● **What you should do**: Each entry must be printed again without a single change.

● **Data**:
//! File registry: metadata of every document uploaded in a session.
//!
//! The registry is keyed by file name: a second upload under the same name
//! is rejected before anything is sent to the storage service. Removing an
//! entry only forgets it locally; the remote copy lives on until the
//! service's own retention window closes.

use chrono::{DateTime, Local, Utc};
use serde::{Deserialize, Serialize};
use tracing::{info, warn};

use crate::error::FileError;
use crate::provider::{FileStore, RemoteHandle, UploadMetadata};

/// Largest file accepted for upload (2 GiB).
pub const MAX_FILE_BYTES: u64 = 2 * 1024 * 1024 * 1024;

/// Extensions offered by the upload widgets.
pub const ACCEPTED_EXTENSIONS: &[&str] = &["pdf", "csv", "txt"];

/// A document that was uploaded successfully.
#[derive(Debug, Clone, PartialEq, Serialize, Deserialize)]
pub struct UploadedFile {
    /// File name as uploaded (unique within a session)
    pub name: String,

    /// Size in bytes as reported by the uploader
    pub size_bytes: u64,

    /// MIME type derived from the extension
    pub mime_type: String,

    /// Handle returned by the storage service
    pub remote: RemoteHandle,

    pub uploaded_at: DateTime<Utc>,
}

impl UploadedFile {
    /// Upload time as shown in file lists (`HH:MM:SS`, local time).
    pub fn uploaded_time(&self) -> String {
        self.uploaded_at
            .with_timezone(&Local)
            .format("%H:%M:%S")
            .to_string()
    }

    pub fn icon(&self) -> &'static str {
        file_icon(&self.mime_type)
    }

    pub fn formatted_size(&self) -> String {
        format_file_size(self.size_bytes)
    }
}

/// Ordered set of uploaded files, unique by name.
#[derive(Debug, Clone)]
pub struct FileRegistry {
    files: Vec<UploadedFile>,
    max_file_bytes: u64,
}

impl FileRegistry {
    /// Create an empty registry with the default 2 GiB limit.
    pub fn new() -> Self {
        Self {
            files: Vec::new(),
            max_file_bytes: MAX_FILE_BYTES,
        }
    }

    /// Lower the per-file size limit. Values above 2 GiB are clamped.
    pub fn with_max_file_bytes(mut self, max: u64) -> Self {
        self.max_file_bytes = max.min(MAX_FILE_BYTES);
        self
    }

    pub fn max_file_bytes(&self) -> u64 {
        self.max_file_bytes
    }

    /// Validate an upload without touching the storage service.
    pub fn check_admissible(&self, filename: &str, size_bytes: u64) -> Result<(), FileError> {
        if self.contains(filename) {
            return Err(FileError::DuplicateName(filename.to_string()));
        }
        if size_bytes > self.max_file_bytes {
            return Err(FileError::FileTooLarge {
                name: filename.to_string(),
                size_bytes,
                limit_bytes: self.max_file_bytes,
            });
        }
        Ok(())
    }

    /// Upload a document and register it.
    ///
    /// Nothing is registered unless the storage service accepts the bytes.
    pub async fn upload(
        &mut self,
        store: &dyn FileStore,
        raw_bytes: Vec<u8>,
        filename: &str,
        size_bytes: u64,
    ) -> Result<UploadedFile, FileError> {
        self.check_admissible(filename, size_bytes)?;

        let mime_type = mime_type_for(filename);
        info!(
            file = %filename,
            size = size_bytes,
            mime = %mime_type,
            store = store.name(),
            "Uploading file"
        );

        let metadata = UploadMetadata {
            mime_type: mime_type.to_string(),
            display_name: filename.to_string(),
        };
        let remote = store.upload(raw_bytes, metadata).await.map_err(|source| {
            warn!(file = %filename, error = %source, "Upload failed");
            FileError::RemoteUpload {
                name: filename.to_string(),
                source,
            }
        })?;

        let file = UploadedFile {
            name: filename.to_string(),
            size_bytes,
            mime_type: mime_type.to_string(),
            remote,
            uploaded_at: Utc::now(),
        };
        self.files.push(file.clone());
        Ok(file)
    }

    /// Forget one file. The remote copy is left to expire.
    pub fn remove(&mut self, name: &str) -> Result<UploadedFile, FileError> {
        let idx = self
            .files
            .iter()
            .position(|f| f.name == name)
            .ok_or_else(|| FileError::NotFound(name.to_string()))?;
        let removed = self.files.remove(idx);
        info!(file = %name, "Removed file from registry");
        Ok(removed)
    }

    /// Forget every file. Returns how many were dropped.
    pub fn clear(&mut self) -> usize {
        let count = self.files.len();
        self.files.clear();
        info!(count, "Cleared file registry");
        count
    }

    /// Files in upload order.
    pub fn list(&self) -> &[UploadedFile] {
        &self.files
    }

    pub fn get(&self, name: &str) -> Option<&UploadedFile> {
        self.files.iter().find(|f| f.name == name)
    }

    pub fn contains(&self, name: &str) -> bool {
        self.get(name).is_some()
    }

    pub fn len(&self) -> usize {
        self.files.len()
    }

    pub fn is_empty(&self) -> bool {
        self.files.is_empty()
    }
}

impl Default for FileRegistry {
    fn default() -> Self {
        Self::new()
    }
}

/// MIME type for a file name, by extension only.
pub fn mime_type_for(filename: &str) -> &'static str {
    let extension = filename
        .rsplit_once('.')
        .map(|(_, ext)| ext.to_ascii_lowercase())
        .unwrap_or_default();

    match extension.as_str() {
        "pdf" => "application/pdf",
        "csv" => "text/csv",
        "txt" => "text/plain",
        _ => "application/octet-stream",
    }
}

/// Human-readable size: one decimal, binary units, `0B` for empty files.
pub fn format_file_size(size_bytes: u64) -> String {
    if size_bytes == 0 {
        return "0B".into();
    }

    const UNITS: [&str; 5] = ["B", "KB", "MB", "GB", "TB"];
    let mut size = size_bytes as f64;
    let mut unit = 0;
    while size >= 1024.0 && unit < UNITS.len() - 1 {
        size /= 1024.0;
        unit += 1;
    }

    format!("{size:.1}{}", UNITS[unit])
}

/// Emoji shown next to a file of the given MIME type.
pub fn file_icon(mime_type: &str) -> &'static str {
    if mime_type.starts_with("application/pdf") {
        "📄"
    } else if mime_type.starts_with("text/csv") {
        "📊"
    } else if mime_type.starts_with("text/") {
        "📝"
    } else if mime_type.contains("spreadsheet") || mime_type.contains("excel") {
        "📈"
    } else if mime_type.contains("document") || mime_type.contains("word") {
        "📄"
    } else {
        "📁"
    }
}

● **Answer section**:
//! File registry: metadata of every document uploaded in a session.
//!
//! The registry is keyed by file name: a second upload under the same name
//! is rejected before anything is sent to the storage service. Removing an
//! entry only forgets it locally; the remote copy lives on until the
//! service's own retention window closes.

use chrono::{DateTime, Local, Utc};
use serde::{Deserialize, Serialize};
use tracing::{info, warn};

use crate::error::FileError;
use crate::provider::{FileStore, RemoteHandle, UploadMetadata};

/// Largest file accepted for upload (2 GiB).
pub const MAX_FILE_BYTES: u64 = 2 * 1024 * 1024 * 1024;

/// Extensions offered by the upload widgets.
pub const ACCEPTED_EXTENSIONS: &[&str] = &["pdf", "csv", "txt"];

/// A document that was uploaded successfully.
#[derive(Debug, Clone, PartialEq, Serialize, Deserialize)]
pub struct UploadedFile {
    /// File name as uploaded (unique within a session)
    pub name: String,

    /// Size in bytes as reported by the uploader
    pub size_bytes: u64,

    /// MIME type derived from the extension
    pub mime_type: String,

    /// Handle returned by the storage service
    pub remote: RemoteHandle,

    pub uploaded_at: DateTime<Utc>,
}

impl UploadedFile {
    /// Upload time as shown in file lists (`HH:MM:SS`, local time).
    pub fn uploaded_time(&self) -> String {
        self.uploaded_at
            .with_timezone(&Local)
            .format("%H:%M:%S")
            .to_string()
    }

    pub fn icon(&self) -> &'static str {
        file_icon(&self.mime_type)
    }

    pub fn formatted_size(&self) -> String {
        format_file_size(self.size_bytes)
    }
}

/// Ordered set of uploaded files, unique by name.
#[derive(Debug, Clone)]
pub struct FileRegistry {
    files: Vec<UploadedFile>,
    max_file_bytes: u64,
}

impl FileRegistry {
    /// Create an empty registry with the default 2 GiB limit.
    pub fn new() -> Self {
        Self {
            files: Vec::new(),
            max_file_bytes: MAX_FILE_BYTES,
        }
    }

    /// Lower the per-file size limit. Values above 2 GiB are clamped.
    pub fn with_max_file_bytes(mut self, max: u64) -> Self {
        self.max_file_bytes = max.min(MAX_FILE_BYTES);
        self
    }

    pub fn max_file_bytes(&self) -> u64 {
        self.max_file_bytes
    }

    /// Validate an upload without touching the storage service.
    pub fn check_admissible(&self, filename: &str, size_bytes: u64) -> Result<(), FileError> {
        if self.contains(filename) {
            return Err(FileError::DuplicateName(filename.to_string()));
        }
        if size_bytes > self.max_file_bytes {
            return Err(FileError::FileTooLarge {
                name: filename.to_string(),
                size_bytes,
                limit_bytes: self.max_file_bytes,
            });
        }
        Ok(())
    }

    /// Upload a document and register it.
    ///
    /// Nothing is registered unless the storage service accepts the bytes.
    pub async fn upload(
        &mut self,
        store: &dyn FileStore,
        raw_bytes: Vec<u8>,
        filename: &str,
        size_bytes: u64,
    ) -> Result<UploadedFile, FileError> {
        self.check_admissible(filename, size_bytes)?;

        let mime_type = mime_type_for(filename);
        info!(
            file = %filename,
            size = size_bytes,
            mime = %mime_type,
            store = store.name(),
            "Uploading file"
        );

        let metadata = UploadMetadata {
            mime_type: mime_type.to_string(),
            display_name: filename.to_string(),
        };
        let remote = store.upload(raw_bytes, metadata).await.map_err(|source| {
            warn!(file = %filename, error = %source, "Upload failed");
            FileError::RemoteUpload {
                name: filename.to_string(),
                source,
            }
        })?;

        let file = UploadedFile {
            name: filename.to_string(),
            size_bytes,
            mime_type: mime_type.to_string(),
            remote,
            uploaded_at: Utc::now(),
        };
        self.files.push(file.clone());
        Ok(file)
    }

    /// Forget one file. The remote copy is left to expire.
    pub fn remove(&mut self, name: &str) -> Result<UploadedFile, FileError> {
        let idx = self
            .files
            .iter()
            .position(|f| f.name == name)
            .ok_or_else(|| FileError::NotFound(name.to_string()))?;
        let removed = self.files.remove(idx);
        info!(file = %name, "Removed file from registry");
        Ok(removed)
    }

    /// Forget every file. Returns how many were dropped.
    pub fn clear(&mut self) -> usize {
        let count = self.files.len();
        self.files.clear();
        info!(count, "Cleared file registry");
        count
    }

    /// Files in upload order.
    pub fn list(&self) -> &[UploadedFile] {
        &self.files
    }

    pub fn get(&self, name: &str) -> Option<&UploadedFile> {
        self.files.iter().find(|f| f.name == name)
    }

    pub fn contains(&self, name: &str) -> bool {
        self.get(name).is_some()
    }

    pub fn len(&self) -> usize {
        self.files.len()
    }

    pub fn is_empty(&self) -> bool {
        self.files.is_empty()
    }
}

impl Default for FileRegistry {
    fn default() -> Self {
        Self::new()
    }
}

/// MIME type for a file name, by extension only.
pub fn mime_type_for(filename: &str) -> &'static str {
    let extension = filename
        .rsplit_once('.')
        .map(|(_, ext)| ext.to_ascii_lowercase())
        .unwrap_or_default();

    match extension.as_str() {
        "pdf" => "application/pdf",
        "csv" => "text/csv",
        "txt" => "text/plain",
        _ => "application/octet-stream",
    }
}

/// Human-readable size: one decimal, binary units, `0B` for empty files.
pub fn format_file_size(size_bytes: u64) -> String {
    if size_bytes == 0 {
        return "0B".into();
    }

    const UNITS: [&str; 5] = ["B", "KB", "MB", "GB", "TB"];
    let mut size = size_bytes as f64;
    let mut unit = 0;
    while size >= 1024.0 && unit < UNITS.len() - 1 {
        size /= 1024.0;
        unit += 1;
    }

    format!("{size:.1}{}", UNITS[unit])
}

/// Emoji shown next to a file of the given MIME type.
pub fn file_icon(mime_type: &str) -> &'static str {
    if mime_type.starts_with("application/pdf") {
        "📄"
    } else if mime_type.starts_with("text/csv") {
        "📊"
    } else if mime_type.starts_with("text/") {
        "📝"
    } else if mime_type.contains("spreadsheet") || mime_type.contains("excel") {
        "📈"
    } else if mime_type.contains("document") || mime_type.contains("word") {
        "📄"
    } else {
        "📁"
    }
}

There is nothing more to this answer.